Internal Fine Gael speculation suggests an election date of Friday, February 7th, although the following Friday, February 14th, is also mentioned.

Mr Varadkar said he wanted to discuss the election date with the Cabinet, which is meeting on Tuesday, and Opposition leaders before announcing the date.

However, he is expected to seek a dissolution of the 32nd Dáil at the end of the week.

On Monday Mr Martin said the loss of three TDs had hamstrung the Taoiseach.

“He said to us that he wasn’t sure of some of his own people,” Mr Martin told the Today with Sean O’Rorke programme on Radio One. This meant the Government was no longer confident of being able to fend off no confidence votes.

Mr Martin said his party had honoured the Confidence and Supply Agreement between the parties and said “no one can question Fianna Fáil’s bona fides.”

He claimed the current Government was more concerned with its own image and there was no doubt it had failed on health and housing. “In this election we’re saying we need a change in government.”

In the last nine years Fianna Fáil had supported the fiscal treaty and had been responsible and had facilitated responsible budgeting. “We didn’t prevent them (the government) from delivering on health and housing.”

Mr Martin also defended his own and his party’s record in health and said that “by any metric” Fine Gael had failed. James Reilly “did damage” when he got rid of the National Treatment Purchase Fund.

“Simon Harris hasn’t delivered 1,000 beds; the real issue here is three Ministers - James Reilly, Leo Varadkar and Simon Harris - were more interested in sound bites than in getting out of the health crisis.

Mr Martin said Fine Gael had presided over the escalating cost of the children’s hospital from €0.5billion to €2billion.

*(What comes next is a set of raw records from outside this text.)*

use anyhow::{Context, Result};
use clap::Parser;
use log::warn;
use std::io::{self, Write};
use std::path::Path;
use std::sync::atomic::{AtomicBool, Ordering};
use std::sync::{Arc, Mutex};
use std::thread::{self, JoinHandle};

use lib::admission::{admit_process, generate_workload};
use lib::config::SimulationConfig;
use lib::memory_allocator::{create_allocator, MemoryAllocatorBase};
use lib::process::ProcessSnapshot;
use lib::report::create_scheduler_report_yaml;
use lib::scheduler_base::{create_scheduler, SchedulerBase};
use lib::stats::MemoryStat;

/// Application description and arguments definition using clap crate
#[derive(Parser)]
#[clap()]
struct AppArg {
    #[clap(short = 'c', long = "config_path", default_value = "config.yaml")]
    config_path: String,
    #[clap(short = 'o', long = "output_dir_path", default_value = "./outputs")]
    output_dir_path: String,
}

struct BatchGenerator {
    stop: Arc<AtomicBool>,
    handle: JoinHandle<()>,
}

struct Session {
    config: SimulationConfig,
    scheduler: Arc<Mutex<Box<dyn SchedulerBase>>>,
    allocator: Arc<Mutex<Box<dyn MemoryAllocatorBase>>>,
    report_path: String,
    generator: Option<BatchGenerator>,
}

impl Session {
    fn initialize(config_path: &str, output_dir_path: &str) -> Result<Self> {
        let config = SimulationConfig::load(Path::new(config_path))
            .with_context(|| format!("could not initialize from \"{}\"", config_path))?;
        let allocator = create_allocator(&config);
        println!("{} memory allocator initialized", allocator.strategy_name());

        let mut scheduler = create_scheduler(&config);
        scheduler.start();
        println!(
            "{} scheduler started on {} cores",
            config.scheduler.as_str(),
            config.num_cpu
        );

        let report_path =
            create_scheduler_report_yaml(output_dir_path, config.scheduler.as_str());
        Ok(Self {
            config,
            scheduler: Arc::new(Mutex::new(scheduler)),
            allocator: Arc::new(Mutex::new(allocator)),
            report_path,
            generator: None,
        })
    }

    fn admit(&self, name: &str) {
        let (total_instructions, memory_size) = generate_workload(&self.config);
        let result = {
            let scheduler = self.scheduler.lock().unwrap();
            let mut allocator = self.allocator.lock().unwrap();
            admit_process(
                &**scheduler,
                &mut **allocator,
                name,
                total_instructions,
                memory_size,
            )
        };
        match result {
            Ok(_) => self.print_process_details(name),
            Err(err) => println!("{}", err),
        }
    }

    fn print_process_details(&self, name: &str) {
        let snapshot = self.scheduler.lock().unwrap().snapshot_process(name);
        match snapshot {
            Some(snapshot) => print_detail_view(&snapshot),
            None => println!("Process {} not found.", name),
        }
    }

    fn screen_ls(&self) {
        let scheduler = self.scheduler.lock().unwrap();
        println!("{}", scheduler.report_utilization());
        println!("----------------");
        println!("Running processes:");
        for process in scheduler.snapshot_running() {
            println!("{}", process.display_line());
        }
        println!("----------------");
        println!("Finished processes:");
        for process in scheduler.snapshot_finished() {
            println!("{}", process.display_line());
        }
        println!("----------------");
    }

    fn start_batch_generator(&mut self) {
        if self.generator.is_some() {
            println!("Batch process generation is already running");
            return;
        }
        let stop = Arc::new(AtomicBool::new(false));
        let stop_flag = Arc::clone(&stop);
        let scheduler = Arc::clone(&self.scheduler);
        let allocator = Arc::clone(&self.allocator);
        let config = self.config.clone();
        let interval = self.config.batch_interval();
        let handle = thread::spawn(move || {
            let mut counter: u64 = 1;
            while !stop_flag.load(Ordering::Relaxed) {
                let name = format!("p{:02}", counter);
                counter += 1;
                let (total_instructions, memory_size) = generate_workload(&config);
                {
                    let scheduler = scheduler.lock().unwrap();
                    let mut allocator = allocator.lock().unwrap();
                    if let Err(err) = admit_process(
                        &**scheduler,
                        &mut **allocator,
                        &name,
                        total_instructions,
                        memory_size,
                    ) {
                        warn!("batch admission skipped: {}", err);
                    }
                }
                thread::sleep(interval);
            }
        });
        self.generator = Some(BatchGenerator { stop, handle });
        println!("Batch process generation started");
    }

    fn stop_batch_generator(&mut self) {
        match self.generator.take() {
            Some(generator) => {
                generator.stop.store(true, Ordering::Relaxed);
                let _ = generator.handle.join();
                println!("Batch process generation stopped");
            }
            None => println!("Batch process generation is not running"),
        }
    }

    fn report_util(&self) {
        self.scheduler
            .lock()
            .unwrap()
            .write_utilization_report(&self.report_path);
        println!("Report generated at {}", self.report_path);
    }

    fn process_smi(&self) {
        let scheduler = self.scheduler.lock().unwrap();
        let allocator = self.allocator.lock().unwrap();
        println!("{}", scheduler.report_utilization());
        println!("----------------");
        print!("{}", allocator.describe());
        println!("----------------");
    }

    fn vmstat(&self) {
        let ticks = self.scheduler.lock().unwrap().tick_stats();
        let allocator = self.allocator.lock().unwrap();
        println!("{}", MemoryStat::collect(&ticks, &**allocator));
    }

    fn shutdown(&mut self) {
        self.stop_batch_generator_quietly();
        self.scheduler.lock().unwrap().stop();
    }

    fn stop_batch_generator_quietly(&mut self) {
        if let Some(generator) = self.generator.take() {
            generator.stop.store(true, Ordering::Relaxed);
            let _ = generator.handle.join();
        }
    }
}

fn print_detail_view(snapshot: &ProcessSnapshot) {
    println!("Process: {}", snapshot.name);
    println!("ID: {}", snapshot.id);
    println!(
        "Started: {}",
        snapshot.start_time.as_deref().unwrap_or("N/A")
    );
    match snapshot.core_id {
        Some(core_id) => println!("Core: {}", core_id),
        None => println!("Core: N/A"),
    }
    println!(
        "Progress: {} / {}",
        snapshot.executed_instructions, snapshot.total_instructions
    );
    println!("Memory: {} KB", snapshot.memory_size);
}

fn print_help() {
    println!("Available commands:");
    println!("  initialize        - Load the configuration and start the scheduler");
    println!("  screen -s <name>  - Admit a new process and show its details");
    println!("  screen -r <name>  - Show the details of an existing process");
    println!("  screen -ls        - List CPU utilization, running and finished processes");
    println!("  scheduler-test    - Start admitting generated processes periodically");
    println!("  scheduler-stop    - Stop the batch process generation");
    println!("  report-util       - Append a utilization report to the report file");
    println!("  process-smi       - Show the memory state");
    println!("  vmstat            - Show memory and cpu tick statistics");
    println!("  clear             - Clear the screen");
    println!("  exit              - Quit");
}

fn main() -> Result<()> {
    env_logger::init();
    let arg: AppArg = AppArg::parse();
    let mut session: Option<Session> = None;

    loop {
        print!("Enter a command: ");
        io::stdout().flush()?;
        let mut line = String::new();
        if io::stdin().read_line(&mut line)? == 0 {
            if let Some(mut session) = session.take() {
                session.shutdown();
            }
            break;
        }
        let tokens: Vec<&str> = line.split_whitespace().collect();
        let Some(&command) = tokens.first() else {
            continue;
        };

        if command == "initialize" {
            if session.is_some() {
                println!("Already initialized");
                continue;
            }
            session = Some(Session::initialize(&arg.config_path, &arg.output_dir_path)?);
            println!(
                "Config initialized with \"{}\" parameters",
                arg.config_path
            );
            continue;
        }

        match command {
            "help" => {
                print_help();
                continue;
            }
            "clear" => {
                print!("\x1b[2J\x1b[H");
                continue;
            }
            "exit" => {
                if let Some(mut session) = session.take() {
                    session.shutdown();
                }
                break;
            }
            _ => {}
        }

        let Some(session) = session.as_mut() else {
            println!("Initialize the program with command \"initialize\"");
            continue;
        };

        match tokens.as_slice() {
            ["screen", "-s", name] => session.admit(name),
            ["screen", "-r", name] => session.print_process_details(name),
            ["screen", "-ls"] => session.screen_ls(),
            ["scheduler-test"] => session.start_batch_generator(),
            ["scheduler-stop"] => session.stop_batch_generator(),
            ["report-util"] => session.report_util(),
            ["process-smi"] => session.process_smi(),
            ["vmstat"] => session.vmstat(),
            _ => println!("Unknown command: {}", line.trim()),
        }
    }

    Ok(())
}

Mr Martin said he believed Fianna Fáil is stronger now than going into the 2016 general election. “It’s not about Micheál Martin, it’s about issues like health and housing. I don’t have much patience or tolerance for who’s in and who’s out.

“We’re not going to fail in this election. We’re going to win more seats. It’s about a new government which can bring a new focus to health and housing.

Mr Martin said he would be prepared to talk to other parties to form a government, with the exception of Sinn Féin.

Asked about the possibility of forming a government with Sinn Féin, Mr Martin replied: “Let me make it clear. I don’t trust Sinn Féin.”

Mr Martin said he had a problem with people outside the elected representatives contributing to what happens. “You don’t get over that.”

On the same programme Sinn Féin leader Mary Lou McDonald, who has also been ruled out as potential coalition partner by Fine Gael, said she would talk to all parties after the next election.

She claimed the reason Mr Varadkar and Mr Martin do not want to go into government with her party was because “they know full well that we will bring about change.”

Ms McDonald said Sinn Féin was capable of governing with the DUP in the north, then they would be capable of governing with parties in the south.

The Northern Ireland Assembly resumed on Saturday after power sharing collapsed three years ago after Sinn Féin withdrew over the DUP’s role in a controversial botched green energy scheme.

Ms McDonald said: “If Sinn Féin can govern in partnership with the DUP - people we have profound political differences with - how on earth is it logical to then say that Sinn Féin isn’t good enough to be in government in the south?”